In einer Mail an Christof Schumann wehrt sich das Bundesamt gegen die Annahme, dass die Assistenzleistungen im Gesetz vergessen worden seien. „Wir dachten nur, dass die entsprechenden Zahlungen nach dem Sozialgesetzbuch auch für unseren Bereich greifen. Dies trifft aber leider nicht zu.“ Aus diesem Grund müsse für alle Freiwilligendienste eine entsprechende Regelung getroffen werden. Diese werde in der nächsten Legislaturperiode erfolgen.

1000-Euro-Spende vom Nachbarn

Unterdessen erfährt Nils Schumann viel Zuspruch. Jüngst spendete ein Nachbar 1000 Euro für die Familie, damit die Fahrtkosten teilweise davon bezahlt werden können. Das günstigste Angebot eines Fahrdienstes, das Christof Schumann einholen konnte, liegt bei 19 Euro pro Strecke. Also 38 Euro am Tag.

Der Förderverein seiner alten Schule, dem Hildegardis-Gymnasium, hatte zunächst überlegt, ob sie aus der Vereinskasse die Fahrtkosten von Nils Schumann übernehmen. „Aber es würde gegen die Satzung verstoßen, weil Nils nun nicht mehr Schüler der Schule ist“, sagt Christian Haase, Lehrer am Hildegardis-Gymnasium.

Die Schule hat eine Spenden-Aktion ins Leben gerufen. Schulseelsorger Haase sammelt außerdem in Gottesdiensten Geld für Nils Schumann.

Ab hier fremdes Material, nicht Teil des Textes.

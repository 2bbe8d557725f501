//! Clap derive structures for the `npmctl` CLI.
//!
//! Defines the command tree, global flags, and shared types.

use clap::{Args, Parser, Subcommand, ValueEnum};
use npmctl_core::{CertificateProvider, ForwardScheme, TargetState};

// ── Top-Level CLI ────────────────────────────────────────────────────

/// npmctl -- idempotent certificates and proxy hosts for Nginx Proxy Manager
#[derive(Debug, Parser)]
#[command(
    name = "npmctl",
    version,
    about = "Converge Nginx Proxy Manager certificates and proxy hosts",
    long_about = "Brings certificates and proxy hosts of an Nginx Proxy Manager instance\n\
        to a desired state through its management API.\n\n\
        Every run is idempotent: re-running with the same arguments changes nothing.\n\
        Use --dry-run to see what would change without changing it.",
    propagate_version = true,
    subcommand_required = true,
    arg_required_else_help = true
)]
pub struct Cli {
    #[command(flatten)]
    pub global: GlobalOpts,

    #[command(subcommand)]
    pub command: Command,
}

// ── Global Options ───────────────────────────────────────────────────

#[derive(Debug, Args)]
pub struct GlobalOpts {
    /// Config profile to use
    #[arg(long, short = 'p', env = "NPMCTL_PROFILE", global = true)]
    pub profile: Option<String>,

    /// Full base URL of the management API (overrides protocol/host/port)
    #[arg(long, env = "NPMCTL_URL", global = true)]
    pub url: Option<String>,

    /// Protocol used to reach the management API
    #[arg(long, env = "NPMCTL_PROTOCOL", global = true)]
    pub protocol: Option<ProtocolArg>,

    /// Host of the management API
    #[arg(long, env = "NPMCTL_HOST", global = true)]
    pub host: Option<String>,

    /// Port of the management API [default: 81]
    #[arg(long, env = "NPMCTL_PORT", global = true)]
    pub port: Option<u16>,

    /// Login identity (email address)
    #[arg(long, short = 'u', env = "NPMCTL_USER", global = true)]
    pub user: Option<String>,

    /// Login password
    #[arg(long, env = "NPMCTL_PASSWORD", global = true, hide_env_values = true)]
    pub password: Option<String>,

    /// Pre-issued API token; skips the login
    #[arg(long, env = "NPMCTL_TOKEN", global = true, hide_env_values = true)]
    pub token: Option<String>,

    /// Output format
    #[arg(
        long,
        short = 'o',
        env = "NPMCTL_OUTPUT",
        default_value = "table",
        global = true
    )]
    pub output: OutputFormat,

    /// When to use color output
    #[arg(long, default_value = "auto", global = true)]
    pub color: ColorMode,

    /// Increase verbosity (-v, -vv, -vvv)
    #[arg(long, short = 'v', action = clap::ArgAction::Count, global = true)]
    pub verbose: u8,

    /// Suppress non-error output
    #[arg(long, short = 'q', global = true)]
    pub quiet: bool,

    /// Accept self-signed TLS certificates
    #[arg(long, short = 'k', env = "NPMCTL_INSECURE", global = true)]
    pub insecure: bool,

    /// Request timeout in seconds [default: 30]
    #[arg(long, env = "NPMCTL_TIMEOUT", global = true)]
    pub timeout: Option<u64>,
}

// ── Output & Color Enums ─────────────────────────────────────────────

#[derive(Debug, Clone, Copy, PartialEq, Eq, ValueEnum)]
pub enum OutputFormat {
    /// Human-readable summary (default, interactive)
    Table,
    /// Pretty-printed JSON
    Json,
    /// Compact single-line JSON
    JsonCompact,
    /// YAML
    Yaml,
}

impl OutputFormat {
    /// Formats meant for machines rather than people.
    pub fn is_structured(self) -> bool {
        !matches!(self, Self::Table)
    }
}

#[derive(Debug, Clone, Copy, ValueEnum)]
pub enum ColorMode {
    /// Auto-detect (color if terminal is interactive)
    Auto,
    /// Always emit color codes
    Always,
    /// Never emit color codes
    Never,
}

#[derive(Debug, Clone, Copy, ValueEnum)]
pub enum ProtocolArg {
    Http,
    Https,
}

impl ProtocolArg {
    pub fn as_str(self) -> &'static str {
        match self {
            Self::Http => "http",
            Self::Https => "https",
        }
    }
}

// ── Top-Level Command Enum ───────────────────────────────────────────

#[derive(Debug, Subcommand)]
pub enum Command {
    /// Log in and print the API token
    Token,

    /// Ensure a certificate is present or absent
    #[command(alias = "cert")]
    Certificate(CertificateArgs),

    /// Ensure a proxy host is present or absent
    #[command(alias = "proxy-host")]
    Proxy(ProxyArgs),

    /// Manage CLI configuration and profiles
    Config(ConfigArgs),

    /// Generate shell completions
    Completions(CompletionsArgs),
}

// ── Reconcile commands ───────────────────────────────────────────────

/// Flags shared by every reconcile command.
#[derive(Debug, Args)]
pub struct ReconcileOpts {
    /// Whether the resource should exist [possible values: present, absent]
    #[arg(long, default_value_t = TargetState::Present)]
    pub state: TargetState,

    /// Report what would change without changing anything
    #[arg(long, alias = "check")]
    pub dry_run: bool,
}

#[derive(Debug, Args)]
pub struct CertificateArgs {
    /// Domain the certificate is for; `*.<domain>` is covered too
    pub domain_name: String,

    /// DNS provider for the challenge [possible values: domainoffensive, other]
    #[arg(long, default_value_t = CertificateProvider::Other)]
    pub provider: CertificateProvider,

    /// Provider API token, needed only when a certificate gets created
    #[arg(
        long,
        env = "NPMCTL_PROVIDER_CREDENTIALS",
        hide_env_values = true,
        default_value = ""
    )]
    pub provider_credentials: String,

    #[command(flatten)]
    pub reconcile: ReconcileOpts,
}

#[derive(Debug, Args)]
pub struct ProxyArgs {
    /// Domain the proxy host serves
    pub domain_name: String,

    /// Backend host; required unless --state absent
    #[arg(long)]
    pub forward_host: Option<String>,

    /// Backend scheme [possible values: http, https]
    #[arg(long, default_value_t = ForwardScheme::Http)]
    pub forward_scheme: ForwardScheme,

    /// Backend port
    #[arg(long, default_value_t = 80)]
    pub forward_port: u16,

    /// Enable asset caching
    #[arg(long)]
    pub enable_caching: bool,

    /// Allow websocket upgrades
    #[arg(long)]
    pub allow_websockets: bool,

    /// Certificate to serve (0 = none)
    #[arg(long, default_value_t = 0)]
    pub certificate_id: i64,

    /// Redirect plain HTTP to HTTPS
    #[arg(long)]
    pub force_ssl: bool,

    /// Enable HTTP/2
    #[arg(long)]
    pub http2_support: bool,

    #[command(flatten)]
    pub reconcile: ReconcileOpts,
}

// ── Config ───────────────────────────────────────────────────────────

#[derive(Debug, Args)]
pub struct ConfigArgs {
    #[command(subcommand)]
    pub command: ConfigCommand,
}

#[derive(Debug, Subcommand)]
pub enum ConfigCommand {
    /// Create initial config file with guided setup
    Init,

    /// Display current configuration (secrets redacted)
    Show,

    /// Print the config file location
    Path,

    /// Set a value on the active profile
    Set {
        /// Profile key, e.g. "host" or "timeout"
        key: String,

        /// Value to set
        value: String,
    },

    /// List configured profiles
    Profiles,

    /// Set the default profile
    Use {
        /// Profile name to set as default
        name: String,
    },

    /// Store a password in the system keyring
    SetPassword {
        /// Profile to store the password for (defaults to the active one)
        name: Option<String>,
    },
}

#[derive(Debug, Args)]
pub struct CompletionsArgs {
    /// Shell to generate completions for
    pub shell: clap_complete::Shell,
}

#[cfg(test)]
mod tests {
    use clap::CommandFactory;

    use super::*;

    #[test]
    fn command_tree_is_consistent() {
        Cli::command().debug_assert();
    }
}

>> Bundesbehindertenbeauftragte eingeschaltet

Bundestagsabgeordneter René Röspel (SPD) reagiert auf den Fall. „Vor der Sommerpause der vergangenen Wahlperiode hatte die Große Koalition auf Initiative der SPD einen Antrag beschlossen, der die Bundesregierung auffordert, die UN-Behindertenkonvention bei den Freiwilligen Diensten umzusetzen und die beschriebene Lücke zu schließen“, sagt er. „Eine Neuregelung, bei der auch die Übernahme der Transportkosten vorgesehen ist, wird für Nils und seine Familie voraussichtlich zu spät kommen“, bedauert Röspel. Er habe auch die Bundesbehindertenbeauftragte Verena Bentele auf die Dringlichkeit des Problems hingewiesen.

Unterdessen erklärt die Arbeitsagentur, dass Schumann bei Antritt seines dualen Studiums nach dem Freiwilligendienst mit Zuschüssen für den Umbau eines behindertengerechten Fahrzeugs und für seinen Führerschein rechnen könne. Der Zuschuss für die Fahrerlaubnis ist einkommensabhängig. Der Höchstsatz für die Beschaffung eines Fahrzeugs liegt bei 9500 Euro.